Work instructions:
Transcribe the data exactly. Leave nothing out.
START Listed records
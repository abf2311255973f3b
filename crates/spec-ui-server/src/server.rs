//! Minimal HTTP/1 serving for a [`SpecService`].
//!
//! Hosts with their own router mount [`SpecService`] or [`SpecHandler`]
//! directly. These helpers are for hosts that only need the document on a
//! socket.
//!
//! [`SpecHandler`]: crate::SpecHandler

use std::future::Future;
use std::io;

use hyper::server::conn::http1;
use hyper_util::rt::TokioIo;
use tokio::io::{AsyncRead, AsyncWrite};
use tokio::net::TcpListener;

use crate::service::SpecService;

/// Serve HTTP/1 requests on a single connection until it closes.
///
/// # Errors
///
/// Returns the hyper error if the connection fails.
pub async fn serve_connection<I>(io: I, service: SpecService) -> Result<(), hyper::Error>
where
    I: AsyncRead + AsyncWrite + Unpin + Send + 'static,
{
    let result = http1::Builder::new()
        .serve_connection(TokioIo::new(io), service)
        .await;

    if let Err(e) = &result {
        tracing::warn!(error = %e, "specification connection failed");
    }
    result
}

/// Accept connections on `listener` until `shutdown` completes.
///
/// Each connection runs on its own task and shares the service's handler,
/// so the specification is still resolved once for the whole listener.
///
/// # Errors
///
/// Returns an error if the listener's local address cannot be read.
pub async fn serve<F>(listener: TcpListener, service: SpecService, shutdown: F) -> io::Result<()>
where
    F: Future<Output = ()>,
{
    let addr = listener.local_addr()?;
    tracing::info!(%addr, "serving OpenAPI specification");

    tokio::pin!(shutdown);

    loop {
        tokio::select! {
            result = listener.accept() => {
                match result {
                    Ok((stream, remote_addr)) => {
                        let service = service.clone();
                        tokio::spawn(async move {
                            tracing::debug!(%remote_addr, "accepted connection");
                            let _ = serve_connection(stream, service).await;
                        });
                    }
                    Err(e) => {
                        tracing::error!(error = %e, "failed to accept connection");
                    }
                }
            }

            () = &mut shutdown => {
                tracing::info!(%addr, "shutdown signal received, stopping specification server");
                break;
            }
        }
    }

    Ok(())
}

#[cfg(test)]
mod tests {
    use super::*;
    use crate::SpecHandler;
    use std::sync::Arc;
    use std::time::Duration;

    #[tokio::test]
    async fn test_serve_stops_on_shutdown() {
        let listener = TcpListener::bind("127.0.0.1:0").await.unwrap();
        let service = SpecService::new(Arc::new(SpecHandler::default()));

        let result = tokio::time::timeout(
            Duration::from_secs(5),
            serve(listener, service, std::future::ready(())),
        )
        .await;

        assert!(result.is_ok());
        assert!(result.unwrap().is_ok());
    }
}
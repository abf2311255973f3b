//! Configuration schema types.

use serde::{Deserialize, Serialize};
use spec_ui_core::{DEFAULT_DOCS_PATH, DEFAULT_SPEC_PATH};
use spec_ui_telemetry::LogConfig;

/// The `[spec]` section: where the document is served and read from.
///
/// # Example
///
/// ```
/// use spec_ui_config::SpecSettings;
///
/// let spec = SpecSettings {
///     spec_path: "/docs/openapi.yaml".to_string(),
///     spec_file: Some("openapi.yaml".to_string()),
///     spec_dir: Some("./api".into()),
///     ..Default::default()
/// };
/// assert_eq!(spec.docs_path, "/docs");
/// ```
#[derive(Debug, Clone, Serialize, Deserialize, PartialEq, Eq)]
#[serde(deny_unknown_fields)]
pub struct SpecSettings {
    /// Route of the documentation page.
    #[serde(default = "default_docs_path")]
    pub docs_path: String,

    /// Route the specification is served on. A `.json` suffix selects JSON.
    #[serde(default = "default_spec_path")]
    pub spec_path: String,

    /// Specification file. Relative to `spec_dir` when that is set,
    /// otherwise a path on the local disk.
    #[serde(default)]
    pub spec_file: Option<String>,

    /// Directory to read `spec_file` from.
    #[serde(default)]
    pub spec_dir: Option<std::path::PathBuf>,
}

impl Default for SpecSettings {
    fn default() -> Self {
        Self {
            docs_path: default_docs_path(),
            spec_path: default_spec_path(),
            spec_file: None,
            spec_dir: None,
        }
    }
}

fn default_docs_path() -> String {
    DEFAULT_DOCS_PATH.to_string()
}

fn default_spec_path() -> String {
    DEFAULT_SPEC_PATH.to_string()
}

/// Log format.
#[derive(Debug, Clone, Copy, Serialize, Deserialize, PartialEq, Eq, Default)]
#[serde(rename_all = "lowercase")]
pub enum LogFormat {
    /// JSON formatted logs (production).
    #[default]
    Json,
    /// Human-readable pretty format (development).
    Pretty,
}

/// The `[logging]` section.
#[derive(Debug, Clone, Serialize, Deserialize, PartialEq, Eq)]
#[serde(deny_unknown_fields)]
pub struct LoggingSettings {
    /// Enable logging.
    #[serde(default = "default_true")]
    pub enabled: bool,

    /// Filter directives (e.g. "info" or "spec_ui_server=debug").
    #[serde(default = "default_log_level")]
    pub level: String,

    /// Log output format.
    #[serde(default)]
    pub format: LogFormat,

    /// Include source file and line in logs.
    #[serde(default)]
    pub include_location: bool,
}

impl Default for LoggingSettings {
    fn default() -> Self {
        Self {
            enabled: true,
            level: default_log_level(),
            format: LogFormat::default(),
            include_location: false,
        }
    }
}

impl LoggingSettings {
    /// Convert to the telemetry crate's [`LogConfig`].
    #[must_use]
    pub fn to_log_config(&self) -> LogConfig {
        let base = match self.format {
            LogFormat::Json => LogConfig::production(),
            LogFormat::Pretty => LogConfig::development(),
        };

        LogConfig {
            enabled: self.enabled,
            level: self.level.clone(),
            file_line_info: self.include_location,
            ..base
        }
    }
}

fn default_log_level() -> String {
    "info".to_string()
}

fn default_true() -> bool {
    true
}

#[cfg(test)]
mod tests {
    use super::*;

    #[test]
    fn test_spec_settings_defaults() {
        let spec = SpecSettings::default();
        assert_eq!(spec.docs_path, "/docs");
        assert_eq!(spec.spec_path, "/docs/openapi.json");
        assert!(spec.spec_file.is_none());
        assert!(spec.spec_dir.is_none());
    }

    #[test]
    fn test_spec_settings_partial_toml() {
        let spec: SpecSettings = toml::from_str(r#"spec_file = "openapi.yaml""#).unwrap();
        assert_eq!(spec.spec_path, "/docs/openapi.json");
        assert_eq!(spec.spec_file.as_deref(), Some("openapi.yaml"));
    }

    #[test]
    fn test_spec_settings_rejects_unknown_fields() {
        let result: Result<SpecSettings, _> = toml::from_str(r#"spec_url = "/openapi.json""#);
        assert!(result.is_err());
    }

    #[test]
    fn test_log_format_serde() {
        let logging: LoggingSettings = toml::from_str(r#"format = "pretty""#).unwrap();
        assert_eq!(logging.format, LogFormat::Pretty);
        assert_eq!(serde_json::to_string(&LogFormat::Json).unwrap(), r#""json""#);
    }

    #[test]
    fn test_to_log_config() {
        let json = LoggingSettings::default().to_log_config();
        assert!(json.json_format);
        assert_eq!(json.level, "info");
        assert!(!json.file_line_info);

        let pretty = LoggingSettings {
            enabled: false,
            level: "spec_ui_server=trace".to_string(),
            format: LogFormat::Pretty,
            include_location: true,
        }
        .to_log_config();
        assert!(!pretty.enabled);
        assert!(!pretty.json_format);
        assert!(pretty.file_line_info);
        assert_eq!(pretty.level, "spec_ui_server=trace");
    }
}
END Listed records
Exercise response:
repository abf2311255973f3b
filename crates/spec-ui-server/src/server.rs
//! Minimal HTTP/1 serving for a [`SpecService`].
//!
//! Hosts with their own router mount [`SpecService`] or [`SpecHandler`]
//! directly. These helpers are for hosts that only need the document on a
//! socket.
//!
//! [`SpecHandler`]: crate::SpecHandler

use std::future::Future;
use std::io;

use hyper::server::conn::http1;
use hyper_util::rt::TokioIo;
use tokio::io::{AsyncRead, AsyncWrite};
use tokio::net::TcpListener;

use crate::service::SpecService;

/// Serve HTTP/1 requests on a single connection until it closes.
///
/// # Errors
///
/// Returns the hyper error if the connection fails.
pub async fn serve_connection<I>(io: I, service: SpecService) -> Result<(), hyper::Error>
where
    I: AsyncRead + AsyncWrite + Unpin + Send + 'static,
{
    let result = http1::Builder::new()
        .serve_connection(TokioIo::new(io), service)
        .await;

    if let Err(e) = &result {
        tracing::warn!(error = %e, "specification connection failed");
    }
    result
}

/// Accept connections on `listener` until `shutdown` completes.
///
/// Each connection runs on its own task and shares the service's handler,
/// so the specification is still resolved once for the whole listener.
///
/// # Errors
///
/// Returns an error if the listener's local address cannot be read.
pub async fn serve<F>(listener: TcpListener, service: SpecService, shutdown: F) -> io::Result<()>
where
    F: Future<Output = ()>,
{
    let addr = listener.local_addr()?;
    tracing::info!(%addr, "serving OpenAPI specification");

    tokio::pin!(shutdown);

    loop {
        tokio::select! {
            result = listener.accept() => {
                match result {
                    Ok((stream, remote_addr)) => {
                        let service = service.clone();
                        tokio::spawn(async move {
                            tracing::debug!(%remote_addr, "accepted connection");
                            let _ = serve_connection(stream, service).await;
                        });
                    }
                    Err(e) => {
                        tracing::error!(error = %e, "failed to accept connection");
                    }
                }
            }

            () = &mut shutdown => {
                tracing::info!(%addr, "shutdown signal received, stopping specification server");
                break;
            }
        }
    }

    Ok(())
}

#[cfg(test)]
mod tests {
    use super::*;
    use crate::SpecHandler;
    use std::sync::Arc;
    use std::time::Duration;

    #[tokio::test]
    async fn test_serve_stops_on_shutdown() {
        let listener = TcpListener::bind("127.0.0.1:0").await.unwrap();
        let service = SpecService::new(Arc::new(SpecHandler::default()));

        let result = tokio::time::timeout(
            Duration::from_secs(5),
            serve(listener, service, std::future::ready(())),
        )
        .await;

        assert!(result.is_ok());
        assert!(result.unwrap().is_ok());
    }
}
repository abf2311255973f3b
//! Configuration schema types.

use serde::{Deserialize, Serialize};
use spec_ui_core::{DEFAULT_DOCS_PATH, DEFAULT_SPEC_PATH};
use spec_ui_telemetry::LogConfig;

/// The `[spec]` section: where the document is served and read from.
///
/// # Example
///
/// ```
/// use spec_ui_config::SpecSettings;
///
/// let spec = SpecSettings {
///     spec_path: "/docs/openapi.yaml".to_string(),
///     spec_file: Some("openapi.yaml".to_string()),
///     spec_dir: Some("./api".into()),
///     ..Default::default()
/// };
/// assert_eq!(spec.docs_path, "/docs");
/// ```
#[derive(Debug, Clone, Serialize, Deserialize, PartialEq, Eq)]
#[serde(deny_unknown_fields)]
pub struct SpecSettings {
    /// Route of the documentation page.
    #[serde(default = "default_docs_path")]
    pub docs_path: String,

    /// Route the specification is served on. A `.json` suffix selects JSON.
    #[serde(default = "default_spec_path")]
    pub spec_path: String,

    /// Specification file. Relative to `spec_dir` when that is set,
    /// otherwise a path on the local disk.
    #[serde(default)]
    pub spec_file: Option<String>,

    /// Directory to read `spec_file` from.
    #[serde(default)]
    pub spec_dir: Option<std::path::PathBuf>,
}

impl Default for SpecSettings {
    fn default() -> Self {
        Self {
            docs_path: default_docs_path(),
            spec_path: default_spec_path(),
            spec_file: None,
            spec_dir: None,
        }
    }
}

fn default_docs_path() -> String {
    DEFAULT_DOCS_PATH.to_string()
}

fn default_spec_path() -> String {
    DEFAULT_SPEC_PATH.to_string()
}

/// Log format.
#[derive(Debug, Clone, Copy, Serialize, Deserialize, PartialEq, Eq, Default)]
#[serde(rename_all = "lowercase")]
pub enum LogFormat {
    /// JSON formatted logs (production).
    #[default]
    Json,
    /// Human-readable pretty format (development).
    Pretty,
}

/// The `[logging]` section.
#[derive(Debug, Clone, Serialize, Deserialize, PartialEq, Eq)]
#[serde(deny_unknown_fields)]
pub struct LoggingSettings {
    /// Enable logging.
    #[serde(default = "default_true")]
    pub enabled: bool,

    /// Filter directives (e.g. "info" or "spec_ui_server=debug").
    #[serde(default = "default_log_level")]
    pub level: String,

    /// Log output format.
    #[serde(default)]
    pub format: LogFormat,

    /// Include source file and line in logs.
    #[serde(default)]
    pub include_location: bool,
}

impl Default for LoggingSettings {
    fn default() -> Self {
        Self {
            enabled: true,
            level: default_log_level(),
            format: LogFormat::default(),
            include_location: false,
        }
    }
}

impl LoggingSettings {
    /// Convert to the telemetry crate's [`LogConfig`].
    #[must_use]
    pub fn to_log_config(&self) -> LogConfig {
        let base = match self.format {
            LogFormat::Json => LogConfig::production(),
            LogFormat::Pretty => LogConfig::development(),
        };

        LogConfig {
            enabled: self.enabled,
            level: self.level.clone(),
            file_line_info: self.include_location,
            ..base
        }
    }
}

fn default_log_level() -> String {
    "info".to_string()
}

fn default_true() -> bool {
    true
}

#[cfg(test)]
mod tests {
    use super::*;

    #[test]
    fn test_spec_settings_defaults() {
        let spec = SpecSettings::default();
        assert_eq!(spec.docs_path, "/docs");
        assert_eq!(spec.spec_path, "/docs/openapi.json");
        assert!(spec.spec_file.is_none());
        assert!(spec.spec_dir.is_none());
    }

    #[test]
    fn test_spec_settings_partial_toml() {
        let spec: SpecSettings = toml::from_str(r#"spec_file = "openapi.yaml""#).unwrap();
        assert_eq!(spec.spec_path, "/docs/openapi.json");
        assert_eq!(spec.spec_file.as_deref(), Some("openapi.yaml"));
    }

    #[test]
    fn test_spec_settings_rejects_unknown_fields() {
        let result: Result<SpecSettings, _> = toml::from_str(r#"spec_url = "/openapi.json""#);
        assert!(result.is_err());
    }

    #[test]
    fn test_log_format_serde() {
        let logging: LoggingSettings = toml::from_str(r#"format = "pretty""#).unwrap();
        assert_eq!(logging.format, LogFormat::Pretty);
        assert_eq!(serde_json::to_string(&LogFormat::Json).unwrap(), r#""json""#);
    }

    #[test]
    fn test_to_log_config() {
        let json = LoggingSettings::default().to_log_config();
        assert!(json.json_format);
        assert_eq!(json.level, "info");
        assert!(!json.file_line_info);

        let pretty = LoggingSettings {
            enabled: false,
            level: "spec_ui_server=trace".to_string(),
            format: LogFormat::Pretty,
            include_location: true,
        }
        .to_log_config();
        assert!(!pretty.enabled);
        assert!(!pretty.json_format);
        assert!(pretty.file_line_info);
        assert_eq!(pretty.level, "spec_ui_server=trace");
    }
}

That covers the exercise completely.